TABLE 3. Reliability and validity.
TABLE 4. Discriminant validity—Fornell-Larcker Criterion and Heterotrait-Monotrait Ratio.
4 Results
Figure 2 and Table 5 show the standardized path coefficient and significance of the farmers’ agricultural digitization services use model. The results show that the standardized path coefficients of performance expectation and social influence on adoption intention are 0.28 and 0.251, respectively, and are significant at the confidence levels of 1%. Therefore, performance expectation and social influence have a positive correlation with farmers’ adoption intention agricultural digitalization, so Hypothesis 1 and Hypothesis 3 are established. The influence of effort expectation on adoption intention is not significant, so Hypothesis 2 is not true. Among the increased latent variables, there is no correlation between perceived cost and adoption intention, so Hypothesis 4 is not established; Data quality has a positive correlation with farmers’ adoption intention agricultural digitization, and is significant at the 1% confidence level, so Hypothesis 5 is established.
FIGURE 2. Path diagram of modified model.
TABLE 5. Results of hypothesis testing.
Through the use of agricultural digital platform, it can help farmers to obtain more accurate and timely information, help farmers to carry out planting management, improve planting quality, and then improve income level. Due to the social characteristics of rural areas, farmers are vulnerable to the influence of surrounding farmers in the use of agricultural digitization; the higher the quality of agricultural digitization, the less time and energy farmers spend on data screening. The authenticity, effectiveness, accuracy and timeliness of digitization will help farmers’ agricultural production. Therefore, the higher the quality of data, the more willing farmers are to use agricultural digitization. The current Shaanxi agricultural digital platform is easy to use by farmers and easy to apply to agricultural production practice due to its friendly and simple operation interface. Empirical research shows that perceived cost has no effect on farmers’ adoption intention, and there is no correlation between them. This conclusion is puzzling. One possible explanation is that agricultural digitization is still in the trial stage of promotion, and most of them are free for farmers to use, so this variable has no effect on adoption intention.

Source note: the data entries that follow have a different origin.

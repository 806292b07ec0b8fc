use serde::Deserialize;
use utoipa::IntoParams;

/// Which Lehrplan a request addresses. Both subjects share the same
/// endpoint shapes, only the underlying static tables differ.
#[derive(Debug, Clone, Copy, PartialEq, Eq)]
pub enum Fach {
    Mathe,
    Deutsch,
}

impl Fach {
    pub fn name(self) -> &'static str {
        match self {
            Fach::Mathe => "Mathematik",
            Fach::Deutsch => "Deutsch",
        }
    }

    pub fn lehrplan(self) -> &'static serde_json::Value {
        match self {
            Fach::Mathe => &crate::data::lehrplan_mathe::LEHRPLAN_MATHE,
            Fach::Deutsch => &crate::data::lehrplan_deutsch::LEHRPLAN_DEUTSCH,
        }
    }

    pub fn schulbuecher(self) -> &'static serde_json::Value {
        match self {
            Fach::Mathe => &crate::data::schulbuecher_mathe::SCHULBUECHER_MATHE,
            Fach::Deutsch => &crate::data::schulbuecher_deutsch::SCHULBUECHER_DEUTSCH,
        }
    }
}

#[derive(Debug, Deserialize, IntoParams)]
pub struct ThemaQueryParams {
    /// Grade band, e.g. "5/6".
    pub klassenstufe: Option<String>,
    /// Competency area key, e.g. "zahlen_operationen".
    pub kompetenzbereich: Option<String>,
    pub thema_id: String,
}

#[derive(Debug, Deserialize, IntoParams)]
pub struct SchulbuchQueryParams {
    pub klassenstufe: Option<String>,
}
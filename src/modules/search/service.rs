use sqlx::PgPool;
use tracing::instrument;
use uuid::Uuid;

use crate::modules::classes::model::ClassSubject;
use crate::modules::classes::service::CLASS_COLUMNS;
use crate::modules::lessons::model::Lesson;
use crate::modules::lessons::service::LESSON_COLUMNS;
use crate::modules::templates::model::Template;
use crate::modules::templates::service::TEMPLATE_COLUMNS;
use crate::modules::todos::model::Todo;
use crate::modules::todos::service::TODO_COLUMNS;
use crate::utils::errors::AppError;

use super::model::SearchResponse;

pub struct SearchService;

impl SearchService {
    /// Case-insensitive substring search across the user's own lessons,
    /// classes, templates and todos.
    #[instrument]
    pub async fn search(db: &PgPool, user_id: Uuid, query: &str) -> Result<SearchResponse, AppError> {
        let query = query.trim();
        if query.chars().count() < 2 {
            return Err(AppError::bad_request(anyhow::anyhow!(
                "Suchbegriff muss mindestens 2 Zeichen lang sein"
            )));
        }

        let pattern = format!("%{query}%");

        let lessons = sqlx::query_as::<_, Lesson>(&format!(
            "SELECT {LESSON_COLUMNS} FROM lessons
             WHERE user_id = $1
               AND (topic ILIKE $2 OR key_terms ILIKE $2 OR notes ILIKE $2)
             ORDER BY date DESC
             LIMIT 10"
        ))
        .bind(user_id)
        .bind(&pattern)
        .fetch_all(db)
        .await?;

        let classes = sqlx::query_as::<_, ClassSubject>(&format!(
            "SELECT {CLASS_COLUMNS} FROM class_subjects
             WHERE user_id = $1 AND (name ILIKE $2 OR subject ILIKE $2)
             ORDER BY name
             LIMIT 5"
        ))
        .bind(user_id)
        .bind(&pattern)
        .fetch_all(db)
        .await?;

        let templates = sqlx::query_as::<_, Template>(&format!(
            "SELECT {TEMPLATE_COLUMNS} FROM templates
             WHERE user_id = $1
               AND (name ILIKE $2 OR topic ILIKE $2 OR subject ILIKE $2)
             ORDER BY use_count DESC
             LIMIT 5"
        ))
        .bind(user_id)
        .bind(&pattern)
        .fetch_all(db)
        .await?;

        let todos = sqlx::query_as::<_, Todo>(&format!(
            "SELECT {TODO_COLUMNS} FROM todos
             WHERE user_id = $1 AND title ILIKE $2
             ORDER BY due_date NULLS LAST
             LIMIT 5"
        ))
        .bind(user_id)
        .bind(&pattern)
        .fetch_all(db)
        .await?;

        Ok(SearchResponse {
            query: query.to_string(),
            lessons,
            classes,
            templates,
            todos,
        })
    }
}

#[cfg(test)]
mod tests {
    use super::*;
    use axum::http::StatusCode;
    use chrono::NaiveDate;

    async fn create_user(pool: &PgPool, email: &str) -> Uuid {
        sqlx::query_scalar::<_, Uuid>(
            "INSERT INTO users (email, password, name) VALUES ($1, 'hash', 'Maria Muster')
             RETURNING id",
        )
        .bind(email)
        .fetch_one(pool)
        .await
        .unwrap()
    }

    async fn create_class(pool: &PgPool, user_id: Uuid, name: &str) -> Uuid {
        let year = sqlx::query_scalar::<_, Uuid>(
            "INSERT INTO school_years (user_id, name, semester, start_date, end_date)
             VALUES ($1, '2025/2026', '1. Halbjahr', '2025-08-18', '2026-01-30')
             RETURNING id",
        )
        .bind(user_id)
        .fetch_one(pool)
        .await
        .unwrap();
        sqlx::query_scalar::<_, Uuid>(
            "INSERT INTO class_subjects (user_id, school_year_id, name, subject, color, hours_per_week)
             VALUES ($1, $2, $3, 'Mathematik', '#3b82f6', 4)
             RETURNING id",
        )
        .bind(user_id)
        .bind(year)
        .bind(name)
        .fetch_one(pool)
        .await
        .unwrap()
    }

    #[sqlx::test(migrations = "./migrations")]
    async fn test_search_groups_matches(pool: PgPool) {
        let user = create_user(&pool, "maria@schule.de").await;
        let class = create_class(&pool, user, "7a").await;

        sqlx::query(
            "INSERT INTO lessons (user_id, class_subject_id, date, topic)
             VALUES ($1, $2, $3, 'Brüche kürzen und erweitern')",
        )
        .bind(user)
        .bind(class)
        .bind(NaiveDate::from_ymd_opt(2025, 9, 1).unwrap())
        .execute(&pool)
        .await
        .unwrap();

        sqlx::query("INSERT INTO todos (user_id, title) VALUES ($1, 'Brüche-Test korrigieren')")
            .bind(user)
            .execute(&pool)
            .await
            .unwrap();

        let response = SearchService::search(&pool, user, "brüche").await.unwrap();

        assert_eq!(response.lessons.len(), 1);
        assert_eq!(response.todos.len(), 1);
        assert!(response.classes.is_empty());
        assert!(response.templates.is_empty());
    }

    #[sqlx::test(migrations = "./migrations")]
    async fn test_search_is_owner_scoped(pool: PgPool) {
        let user = create_user(&pool, "maria@schule.de").await;
        let other = create_user(&pool, "tom@schule.de").await;
        create_class(&pool, other, "Geometrie-AG").await;

        let response = SearchService::search(&pool, user, "Geometrie").await.unwrap();

        assert!(response.classes.is_empty());
    }

    #[sqlx::test(migrations = "./migrations")]
    async fn test_short_query_is_rejected(pool: PgPool) {
        let user = create_user(&pool, "maria@schule.de").await;

        let err = SearchService::search(&pool, user, "a").await.unwrap_err();

        assert_eq!(err.status, StatusCode::BAD_REQUEST);
    }
}
use axum::Json;
use axum::extract::{Path, Query, State};
use tracing::instrument;
use uuid::Uuid;

use crate::middleware::auth::AuthUser;
use crate::modules::auth::controller::ErrorResponse;
use crate::state::AppState;
use crate::utils::errors::AppError;
use crate::validator::ValidatedJson;

use super::model::{
    WorkplanBulkSaveDto, WorkplanEntry, WorkplanEntryDto, WorkplanRangeParams,
    WorkplanSaveResponse,
};
use super::service::WorkplanService;

/// Workplan entries of a class, optionally restricted to a date range
#[utoipa::path(
    get,
    path = "/api/workplan/{class_subject_id}",
    params(
        ("class_subject_id" = Uuid, Path, description = "Class id"),
        WorkplanRangeParams
    ),
    responses(
        (status = 200, description = "Entries ordered by date and period", body = [WorkplanEntry]),
        (status = 401, description = "Missing or invalid token", body = ErrorResponse)
    ),
    tag = "Workplan",
    security(("bearer_auth" = []))
)]
#[instrument(skip(state))]
pub async fn get_workplan(
    State(state): State<AppState>,
    _auth_user: AuthUser,
    Path(class_subject_id): Path<Uuid>,
    Query(params): Query<WorkplanRangeParams>,
) -> Result<Json<Vec<WorkplanEntry>>, AppError> {
    let entries = WorkplanService::list(&state.db, class_subject_id, params).await?;
    Ok(Json(entries))
}

/// Save or update one workplan slot
#[utoipa::path(
    post,
    path = "/api/workplan/{class_subject_id}",
    params(("class_subject_id" = Uuid, Path, description = "Class id")),
    request_body = WorkplanEntryDto,
    responses(
        (status = 200, description = "Saved entry", body = WorkplanEntry),
        (status = 401, description = "Missing or invalid token", body = ErrorResponse)
    ),
    tag = "Workplan",
    security(("bearer_auth" = []))
)]
#[instrument(skip(state, dto))]
pub async fn save_workplan_entry(
    State(state): State<AppState>,
    auth_user: AuthUser,
    Path(class_subject_id): Path<Uuid>,
    ValidatedJson(dto): ValidatedJson<WorkplanEntryDto>,
) -> Result<Json<WorkplanEntry>, AppError> {
    let entry =
        WorkplanService::save_entry(&state.db, auth_user.user_id()?, class_subject_id, dto).await?;
    Ok(Json(entry))
}

/// Save several workplan slots at once
#[utoipa::path(
    post,
    path = "/api/workplan/{class_subject_id}/bulk",
    params(("class_subject_id" = Uuid, Path, description = "Class id")),
    request_body = WorkplanBulkSaveDto,
    responses(
        (status = 200, description = "Number of saved entries", body = WorkplanSaveResponse),
        (status = 401, description = "Missing or invalid token", body = ErrorResponse)
    ),
    tag = "Workplan",
    security(("bearer_auth" = []))
)]
#[instrument(skip(state, dto))]
pub async fn save_workplan_bulk(
    State(state): State<AppState>,
    auth_user: AuthUser,
    Path(class_subject_id): Path<Uuid>,
    ValidatedJson(dto): ValidatedJson<WorkplanBulkSaveDto>,
) -> Result<Json<WorkplanSaveResponse>, AppError> {
    let saved = WorkplanService::save_bulk(
        &state.db,
        auth_user.user_id()?,
        class_subject_id,
        dto.entries,
    )
    .await?;
    Ok(Json(WorkplanSaveResponse { saved }))
}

Secondly, there is a positive correlation between adoption intention and facility conditions on agricultural digital use behavior at the 1% confidence level. Hypothesis 6 and Hypothesis 7 are supported, and the original hypothesis is established. Among them, the adoption intention agricultural digitization has the most significant impact on farmers’ digital use behavior, and positive adoption intention has a strong positive effect on the use behavior. The service quality, network coverage and speed of agricultural digitization have a positive impact on the use behavior of farmers’ agricultural digitization. This result is consistent with most empirical research results. Farmers feel that the facility condition of use conditions will encourage them to use agricultural digitization.
The above research shows that the three variables of farmers’ performance expectation, social impact and data quality of agricultural digitization are the pre-factors that affect the adoption intention. Further, these three variables will affect the use behavior through the adoption intention. In addition, the key variable facility conditions in the extended technology acceptance model have a direct positive impact on farmers’ use behavior.
5 Discussion
5.1 Theoretical implications
First, further enhance the usefulness of agricultural digitization in rural areas. The research shows that performance expectation has a positive correlation with adoption intention, and the effect is the most significant. Therefore, in the process of developing and optimizing agricultural digital platforms, governments, mobile operators and relevant agricultural departments should consider digital service projects that can bring tangible benefits to farmers (Dong et al., 2022b).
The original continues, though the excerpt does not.